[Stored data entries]
____________
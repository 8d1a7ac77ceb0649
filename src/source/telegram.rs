//! MTProto channel source backed by `grammers`.
//!
//! Authenticates with a base64-encoded session produced by the `tg-session`
//! binary. Channel info and history are fetched with raw API calls so the
//! adapter only depends on the schema types.

use std::time::Duration;

use async_stream::try_stream;
use async_trait::async_trait;
use base64::engine::general_purpose::STANDARD as BASE64;
use base64::Engine;
use chrono::{DateTime, Utc};
use futures_util::stream::BoxStream;
use grammers_client::types::Chat;
use grammers_client::{Client, Config as ClientConfig, InitParams, InvocationError};
use grammers_session::Session;
use grammers_tl_types as tl;
use tracing::{debug, info};

use super::{
    ChannelHandle, ChannelSource, ExtendedInfo, RawMedia, RawMessage, RawReaction, SourceError,
};
use crate::config::Config;

/// Largest page the history endpoint returns.
const HISTORY_PAGE_SIZE: usize = 100;

pub struct TelegramSource {
    api_id: i32,
    api_hash: String,
    session: String,
    client: Option<Client>,
}

impl TelegramSource {
    #[must_use]
    pub fn new(config: &Config) -> Self {
        Self {
            api_id: config.api_id,
            api_hash: config.api_hash.clone(),
            session: config.session_string.clone(),
            client: None,
        }
    }

    fn client(&self) -> Result<&Client, SourceError> {
        self.client.as_ref().ok_or(SourceError::NotConnected)
    }
}

#[async_trait]
impl ChannelSource for TelegramSource {
    async fn connect(&mut self) -> Result<(), SourceError> {
        info!("Connecting to Telegram API...");

        let bytes = BASE64.decode(self.session.trim()).map_err(|e| {
            SourceError::Unauthorized(format!("session string is not valid base64: {e}"))
        })?;
        let session = Session::load(&bytes)
            .map_err(|e| SourceError::Unauthorized(format!("session string is invalid: {e:?}")))?;

        let client = Client::connect(ClientConfig {
            session,
            api_id: self.api_id,
            api_hash: self.api_hash.clone(),
            params: InitParams::default(),
        })
        .await
        .map_err(|e| SourceError::Transport(e.to_string()))?;

        if !client.is_authorized().await.map_err(map_invocation)? {
            return Err(SourceError::Unauthorized(
                "regenerate the session string with tg-session".to_string(),
            ));
        }

        let me = client.get_me().await.map_err(map_invocation)?;
        info!(
            name = %me.first_name(),
            username = me.username().unwrap_or("-"),
            "Connected to Telegram"
        );

        self.client = Some(client);
        Ok(())
    }

    async fn disconnect(&mut self) -> Result<(), SourceError> {
        if self.client.take().is_some() {
            info!("Disconnected from Telegram");
        }
        Ok(())
    }

    async fn resolve(&self, username: &str) -> Result<ChannelHandle, SourceError> {
        let client = self.client()?;

        let chat = match client.resolve_username(username).await {
            Ok(Some(chat)) => chat,
            Ok(None) => return Err(SourceError::NotFound(username.to_string())),
            Err(InvocationError::Rpc(rpc))
                if rpc.name == "USERNAME_NOT_OCCUPIED" || rpc.name == "USERNAME_INVALID" =>
            {
                return Err(SourceError::NotFound(username.to_string()));
            }
            Err(e) => return Err(map_invocation(e)),
        };

        let Chat::Channel(channel) = &chat else {
            return Err(SourceError::NotAChannel(username.to_string()));
        };

        Ok(ChannelHandle {
            id: chat.id(),
            title: channel.title().to_string(),
            access_hash: chat.pack().access_hash,
        })
    }

    async fn extended_info(&self, channel: &ChannelHandle) -> Result<ExtendedInfo, SourceError> {
        let client = self.client()?;

        let request = tl::functions::channels::GetFullChannel {
            channel: input_channel(channel),
        };
        let tl::enums::messages::ChatFull::Full(full) =
            client.invoke(&request).await.map_err(map_invocation)?;

        let subscriber_count = match full.full_chat {
            tl::enums::ChatFull::ChannelFull(info) => info.participants_count,
            tl::enums::ChatFull::Full(_) => None,
        };

        Ok(ExtendedInfo { subscriber_count })
    }

    fn recent_messages<'a>(
        &'a self,
        channel: &'a ChannelHandle,
        limit: usize,
    ) -> BoxStream<'a, Result<RawMessage, SourceError>> {
        Box::pin(try_stream! {
            let client = self.client()?;
            let mut remaining = limit;
            let mut offset_id = 0;

            while remaining > 0 {
                let page = remaining.min(HISTORY_PAGE_SIZE);
                let request = tl::functions::messages::GetHistory {
                    peer: input_peer(channel),
                    offset_id,
                    offset_date: 0,
                    add_offset: 0,
                    limit: i32::try_from(page).unwrap_or(100),
                    max_id: 0,
                    min_id: 0,
                    hash: 0,
                };
                debug!(offset_id, page, "Fetching history page");

                let messages = match client.invoke(&request).await.map_err(map_invocation)? {
                    tl::enums::messages::Messages::Messages(m) => m.messages,
                    tl::enums::messages::Messages::Slice(m) => m.messages,
                    tl::enums::messages::Messages::ChannelMessages(m) => m.messages,
                    tl::enums::messages::Messages::NotModified(_) => Vec::new(),
                };
                let fetched = messages.len();

                for message in messages {
                    offset_id = message_id(&message);
                    if let Some(raw) = convert_message(message) {
                        yield raw;
                        remaining -= 1;
                        if remaining == 0 {
                            break;
                        }
                    }
                }

                if fetched < page {
                    break;
                }
            }
        })
    }
}

fn input_channel(channel: &ChannelHandle) -> tl::enums::InputChannel {
    tl::types::InputChannel {
        channel_id: channel.id,
        access_hash: channel.access_hash.unwrap_or(0),
    }
    .into()
}

fn input_peer(channel: &ChannelHandle) -> tl::enums::InputPeer {
    tl::types::InputPeerChannel {
        channel_id: channel.id,
        access_hash: channel.access_hash.unwrap_or(0),
    }
    .into()
}

fn message_id(message: &tl::enums::Message) -> i32 {
    match message {
        tl::enums::Message::Message(m) => m.id,
        tl::enums::Message::Service(m) => m.id,
        tl::enums::Message::Empty(m) => m.id,
    }
}

/// Regular messages only; service and empty messages yield `None`.
fn convert_message(message: tl::enums::Message) -> Option<RawMessage> {
    let tl::enums::Message::Message(m) = message else {
        return None;
    };

    Some(RawMessage {
        id: m.id,
        text: Some(m.message).filter(|text| !text.is_empty()),
        date: DateTime::<Utc>::from_timestamp(i64::from(m.date), 0),
        views: m.views,
        forwards: m.forwards,
        replies: m.replies.map(|replies| match replies {
            tl::enums::MessageReplies::Replies(r) => r.replies,
        }),
        reactions: m.reactions.map(convert_reactions).unwrap_or_default(),
        media: m.media.map(convert_media),
    })
}

fn convert_reactions(reactions: tl::enums::MessageReactions) -> Vec<RawReaction> {
    let tl::enums::MessageReactions::Reactions(reactions) = reactions;

    reactions
        .results
        .into_iter()
        .map(|tl::enums::ReactionCount::Count(result)| match result.reaction {
            tl::enums::Reaction::Emoji(emoji) => RawReaction::Emoji {
                emoticon: emoji.emoticon,
                count: result.count,
            },
            tl::enums::Reaction::CustomEmoji(custom) => RawReaction::Custom {
                document_id: custom.document_id,
                count: result.count,
            },
            #[allow(unreachable_patterns)]
            _ => RawReaction::Other {
                count: result.count,
            },
        })
        .collect()
}

fn convert_media(media: tl::enums::MessageMedia) -> RawMedia {
    match media {
        tl::enums::MessageMedia::Photo(_) => RawMedia::Photo,
        tl::enums::MessageMedia::Document(doc) => match doc.document {
            Some(tl::enums::Document::Document(document)) => {
                let round_video = document.attributes.iter().any(|attribute| {
                    matches!(
                        attribute,
                        tl::enums::DocumentAttribute::Video(video) if video.round_message
                    )
                });
                RawMedia::Document {
                    mime_type: Some(document.mime_type),
                    round_video,
                }
            }
            _ => RawMedia::Document {
                mime_type: None,
                round_video: false,
            },
        },
        tl::enums::MessageMedia::WebPage(_) => RawMedia::WebPage,
        _ => RawMedia::Other,
    }
}

fn map_invocation(err: InvocationError) -> SourceError {
    match &err {
        InvocationError::Rpc(rpc) if rpc.name == "FLOOD_WAIT" || rpc.name == "FLOOD_PREMIUM_WAIT" => {
            SourceError::RateLimited {
                wait: Duration::from_secs(u64::from(rpc.value.unwrap_or(1))),
            }
        }
        InvocationError::Rpc(rpc)
            if rpc.name.starts_with("AUTH_KEY")
                || rpc.name == "SESSION_REVOKED"
                || rpc.name == "USER_DEACTIVATED" =>
        {
            SourceError::Unauthorized(err.to_string())
        }
        _ => SourceError::Transport(err.to_string()),
    }
}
____________
[Assigned task]
Up to and including the line with "use async_trait::async_trait;", write out the records above exactly, starting from their first line.

[Answer to the problem]
repository 8d1a7ac77ceb0649
filename src/source/telegram.rs
//! MTProto channel source backed by `grammers`.
//!
//! Authenticates with a base64-encoded session produced by the `tg-session`
//! binary. Channel info and history are fetched with raw API calls so the
//! adapter only depends on the schema types.

use std::time::Duration;

use async_stream::try_stream;
use async_trait::async_trait;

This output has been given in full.